Final answer:
To show that E[h(X)Y], one uses conditional expectation by calculating the expectation of Y given the values of X and multiplying by the distribution of X. The law of total expectation formalizes this as E[h(X)Y] = Σ h(x)E[Y|X=x]P(X=x) for discrete X, and integrates when X is continuous.
Step-by-step explanation:
To show that E[h(X)Y], we want to demonstrate how the expected value of the product of a function of X (represented by h(X)) and another random variable Y can be determined. This involves the idea of conditional expectation, which means we calculate the expectation of Y given the values that X can take, multiplied by the probability distribution of X.
First, define the random variable X and the function h as given in the question.
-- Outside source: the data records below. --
//! 전송 계층 추상화
//!
//! 프로토콜 엔진은 세 가지만 요구한다:
//! - 데이터그램 하나 보내기
//! - 읽을 데이터그램이 생기거나 타임아웃이 날 때까지 대기
//! - 지금 읽을 수 있는 데이터그램 하나 꺼내기 (없으면 `None`)
//!
//! 체크섬을 통과한 PDU의 출발지는 [`Transport::confirm_source`]로 통지된다.
//!
//! 구현체:
//! - [`UdpTransport`]: tokio UDP 소켓
//! - [`ErrorInjector`]: 송신 패킷을 확률적으로 버리거나 비트를 뒤집는 래퍼
//! - [`MemoryTransport`]: 프로세스 내부 연결 쌍 (시뮬레이션, 테스트)

use std::collections::VecDeque;
use std::future::Future;
use std::io;
use std::net::{Ipv4Addr, Ipv6Addr, SocketAddr};
use std::sync::atomic::{AtomicBool, Ordering};
use std::sync::Arc;
use std::time::Duration;

use bytes::Bytes;
use parking_lot::{Mutex, RwLock};
use rand::rngs::StdRng;
use rand::{Rng, SeedableRng};
use tokio::net::UdpSocket;
use tokio::sync::Notify;
use tokio::time::Instant;
use tracing::debug;

/// 대기 결과
#[derive(Debug, Clone, Copy, PartialEq, Eq)]
pub enum Readiness {
    /// 읽을 데이터그램이 있음
    Ready,

    /// 타임아웃
    TimedOut,
}

/// 데이터그램 전송 계층
pub trait Transport: Send + Sync {
    /// 데이터그램 하나 전송
    fn send_datagram(&self, buf: &[u8]) -> impl Future<Output = io::Result<usize>> + Send;

    /// 읽을 수 있을 때까지 최대 `timeout` 대기
    fn wait_readable(&self, timeout: Duration) -> impl Future<Output = io::Result<Readiness>> + Send;

    /// 논블로킹 수신, 읽을 것이 없으면 `Ok(None)`
    fn recv_datagram(&self, buf: &mut [u8]) -> io::Result<Option<(usize, SocketAddr)>>;

    /// `from`에서 온 데이터그램이 유효한 PDU로 해석됨
    fn confirm_source(&self, _from: SocketAddr) {}
}

// ─────────────────────────────────────────────────────────────────
// UDP
// ─────────────────────────────────────────────────────────────────

/// tokio UDP 소켓 기반 전송
///
/// 서버는 전송마다 새 소켓에서 응답하므로, [`connect`](Self::connect)로 만든
/// 요청측은 첫 유효 PDU의 출발지로 한 번만 상대 주소를 옮긴다.
/// 상대 주소가 정해진 뒤에는 다른 출발지의 데이터그램을 버린다.
#[derive(Debug)]
pub struct UdpTransport {
    socket: UdpSocket,
    peer: RwLock<SocketAddr>,

    /// 아직 첫 응답을 기다리는 중 (요청측만)
    follow_reply: AtomicBool,
}

impl UdpTransport {
    /// 고정된 상대 주소로 생성
    pub fn new(socket: UdpSocket, peer: SocketAddr) -> Self {
        Self {
            socket,
            peer: RwLock::new(peer),
            follow_reply: AtomicBool::new(false),
        }
    }

    /// `peer`와 같은 주소 체계의 임시 포트에 바인딩
    pub async fn connect(peer: SocketAddr) -> io::Result<Self> {
        let bind_addr: SocketAddr = if peer.is_ipv4() {
            (Ipv4Addr::UNSPECIFIED, 0).into()
        } else {
            (Ipv6Addr::UNSPECIFIED, 0).into()
        };
        let socket = UdpSocket::bind(bind_addr).await?;
        let transport = Self::new(socket, peer);
        transport.follow_reply.store(true, Ordering::Release);
        Ok(transport)
    }

    /// 현재 상대 주소
    pub fn peer(&self) -> SocketAddr {
        *self.peer.read()
    }

    /// 바인딩된 로컬 주소
    pub fn local_addr(&self) -> io::Result<SocketAddr> {
        self.socket.local_addr()
    }
}

impl Transport for UdpTransport {
    async fn send_datagram(&self, buf: &[u8]) -> io::Result<usize> {
        let peer = self.peer();
        self.socket.send_to(buf, peer).await
    }

    async fn wait_readable(&self, timeout: Duration) -> io::Result<Readiness> {
        match tokio::time::timeout(timeout, self.socket.readable()).await {
            Ok(Ok(())) => Ok(Readiness::Ready),
            Ok(Err(e)) => Err(e),
            Err(_) => Ok(Readiness::TimedOut),
        }
    }

    fn recv_datagram(&self, buf: &mut [u8]) -> io::Result<Option<(usize, SocketAddr)>> {
        loop {
            let (len, from) = match self.socket.try_recv_from(buf) {
                Ok(received) => received,
                Err(e) if e.kind() == io::ErrorKind::WouldBlock => return Ok(None),
                Err(e) => return Err(e),
            };

            if self.follow_reply.load(Ordering::Acquire) || from == self.peer() {
                return Ok(Some((len, from)));
            }
            debug!("상대가 아닌 {}에서 온 {} bytes 폐기", from, len);
        }
    }

    fn confirm_source(&self, from: SocketAddr) {
        if !self.follow_reply.swap(false, Ordering::AcqRel) {
            return;
        }
        let mut peer = self.peer.write();
        if *peer != from {
            debug!("상대 주소 변경: {} -> {}", *peer, from);
            *peer = from;
        }
    }
}

// ─────────────────────────────────────────────────────────────────
// 에러 주입
// ─────────────────────────────────────────────────────────────────

/// 송신 패킷 손상 방식
#[derive(Debug, Clone, Copy, PartialEq, Eq)]
enum Impairment {
    Pass,
    Drop,
    Flip { bit: usize },
}

/// 송신 패킷을 `error_rate` 확률로 버리거나 한 비트 뒤집는 래퍼
///
/// 손상된 패킷의 절반은 버리고 절반은 비트를 뒤집는다.
/// 프로토콜 엔진의 체크섬 검증과 재전송을 시험하기 위한 것.
#[derive(Debug)]
pub struct ErrorInjector<T> {
    inner: T,
    error_rate: f64,
    rng: Mutex<StdRng>,
}

impl<T: Transport> ErrorInjector<T> {
    /// `error_rate`는 [0, 1]로 잘린다. `seed`가 없으면 엔트로피로 초기화
    pub fn new(inner: T, error_rate: f64, seed: Option<u64>) -> Self {
        let rng = match seed {
            Some(seed) => StdRng::seed_from_u64(seed),
            None => StdRng::from_entropy(),
        };
        Self {
            inner,
            error_rate: error_rate.clamp(0.0, 1.0),
            rng: Mutex::new(rng),
        }
    }

    fn impair(&self, len: usize) -> Impairment {
        if self.error_rate == 0.0 || len == 0 {
            return Impairment::Pass;
        }
        let mut rng = self.rng.lock();
        if !rng.gen_bool(self.error_rate) {
            return Impairment::Pass;
        }
        if rng.gen_bool(0.5) {
            Impairment::Drop
        } else {
            Impairment::Flip {
                bit: rng.gen_range(0..len * 8),
            }
        }
    }
}

impl<T: Transport> Transport for ErrorInjector<T> {
    async fn send_datagram(&self, buf: &[u8]) -> io::Result<usize> {
        match self.impair(buf.len()) {
            Impairment::Pass => self.inner.send_datagram(buf).await,
            Impairment::Drop => {
                debug!("에러 주입: {} bytes 패킷 버림", buf.len());
                Ok(buf.len())
            }
            Impairment::Flip { bit } => {
                debug!("에러 주입: {}번째 비트 반전", bit);
                let mut corrupted = buf.to_vec();
                corrupted[bit / 8] ^= 1 << (bit % 8);
                self.inner.send_datagram(&corrupted).await
            }
        }
    }

    async fn wait_readable(&self, timeout: Duration) -> io::Result<Readiness> {
        self.inner.wait_readable(timeout).await
    }

    fn recv_datagram(&self, buf: &mut [u8]) -> io::Result<Option<(usize, SocketAddr)>> {
        self.inner.recv_datagram(buf)
    }

    fn confirm_source(&self, from: SocketAddr) {
        self.inner.confirm_source(from)
    }
}

// ─────────────────────────────────────────────────────────────────
// 메모리 링크
// ─────────────────────────────────────────────────────────────────

/// 한 방향 수신함
#[derive(Debug, Default)]
struct Mailbox {
    queue: Mutex<VecDeque<Bytes>>,
    notify: Notify,
}

/// 송신 패킷을 버릴지 결정하는 필터 (true면 버림)
type DropFilter = Box<dyn FnMut(&[u8]) -> bool + Send>;

/// 프로세스 내부 데이터그램 링크의 한쪽 끝
///
/// 보낸 프레임은 모두 기록되고, `drop_when` 필터로 손실을 재현할 수 있다.
pub struct MemoryTransport {
    inbox: Arc<Mailbox>,
    outbox: Arc<Mailbox>,
    remote: SocketAddr,
    filter: Mutex<Option<DropFilter>>,
    sent: Mutex<Vec<Bytes>>,
}

impl MemoryTransport {
    /// 연결된 두 끝 생성
    pub fn pair() -> (Self, Self) {
        let a_to_b = Arc::new(Mailbox::default());
        let b_to_a = Arc::new(Mailbox::default());
        let addr_a: SocketAddr = (Ipv4Addr::LOCALHOST, 1).into();
        let addr_b: SocketAddr = (Ipv4Addr::LOCALHOST, 2).into();

        let a = Self {
            inbox: b_to_a.clone(),
            outbox: a_to_b.clone(),
            remote: addr_b,
            filter: Mutex::new(None),
            sent: Mutex::new(Vec::new()),
        };
        let b = Self {
            inbox: a_to_b,
            outbox: b_to_a,
            remote: addr_a,
            filter: Mutex::new(None),
            sent: Mutex::new(Vec::new()),
        };
        (a, b)
    }

    /// 송신 손실 필터 설정
    pub fn drop_when(&self, filter: impl FnMut(&[u8]) -> bool + Send + 'static) {
        *self.filter.lock() = Some(Box::new(filter));
    }

    /// 지금까지 이 끝에서 보낸 프레임 (버려진 것 포함)
    pub fn sent_frames(&self) -> Vec<Bytes> {
        self.sent.lock().clone()
    }

    /// 아직 읽지 않은 수신 데이터그램 수
    pub fn pending(&self) -> usize {
        self.inbox.queue.lock().len()
    }
}

impl std::fmt::Debug for MemoryTransport {
    fn fmt(&self, f: &mut std::fmt::Formatter<'_>) -> std::fmt::Result {
        f.debug_struct("MemoryTransport")
            .field("remote", &self.remote)
            .field("pending", &self.pending())
            .finish()
    }
}

impl Transport for MemoryTransport {
    async fn send_datagram(&self, buf: &[u8]) -> io::Result<usize> {
        let frame = Bytes::copy_from_slice(buf);
        self.sent.lock().push(frame.clone());

        let dropped = self
            .filter
            .lock()
            .as_mut()
            .map_or(false, |filter| filter(buf));
        if !dropped {
            self.outbox.queue.lock().push_back(frame);
            self.outbox.notify.notify_one();
        }
        Ok(buf.len())
    }

    async fn wait_readable(&self, timeout: Duration) -> io::Result<Readiness> {
        let deadline = Instant::now() + timeout;
        loop {
            if !self.inbox.queue.lock().is_empty() {
                return Ok(Readiness::Ready);
            }
            if tokio::time::timeout_at(deadline, self.inbox.notify.notified())
                .await
                .is_err()
            {
                return Ok(Readiness::TimedOut);
            }
        }
    }

    fn recv_datagram(&self, buf: &mut [u8]) -> io::Result<Option<(usize, SocketAddr)>> {
        let Some(frame) = self.inbox.queue.lock().pop_front() else {
            return Ok(None);
        };
        // UDP처럼 버퍼보다 긴 데이터그램은 잘린다
        let len = frame.len().min(buf.len());
        buf[..len].copy_from_slice(&frame[..len]);
        Ok(Some((len, self.remote)))
    }
}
Next, let's denote the conditional expectation of Y given X by E[Y|X]. By the law of total expectation, which tells us that the expectation of a conditional expectation is equal to the expectation of the unconditioned random variable, we write E[h(X)Y] = E[E[h(X)Y|X]]. Then, we break down the conditional expectation E[h(X)Y|X] as the product of h(X) and E[Y|X] since h(X) is a function of X only and can be treated as a constant when conditioned on X. Hence, we have E[h(X)Y|X] = h(X)E[Y|X]. We then take the expectation of this product concerning the distribution of X, which formally becomes E[h(X)Y] = Σ h(x)E[Y|X=x]P(X=x), assuming X is discrete. If X is continuous, the sum would be replaced by an integral.
Finally, we've shown that by conditioning on X, we can express the expectation of the product h(X)Y. This approach is particularly useful in cases where X and Y may have some dependency and direct computation of E[h(X)Y] is complicated.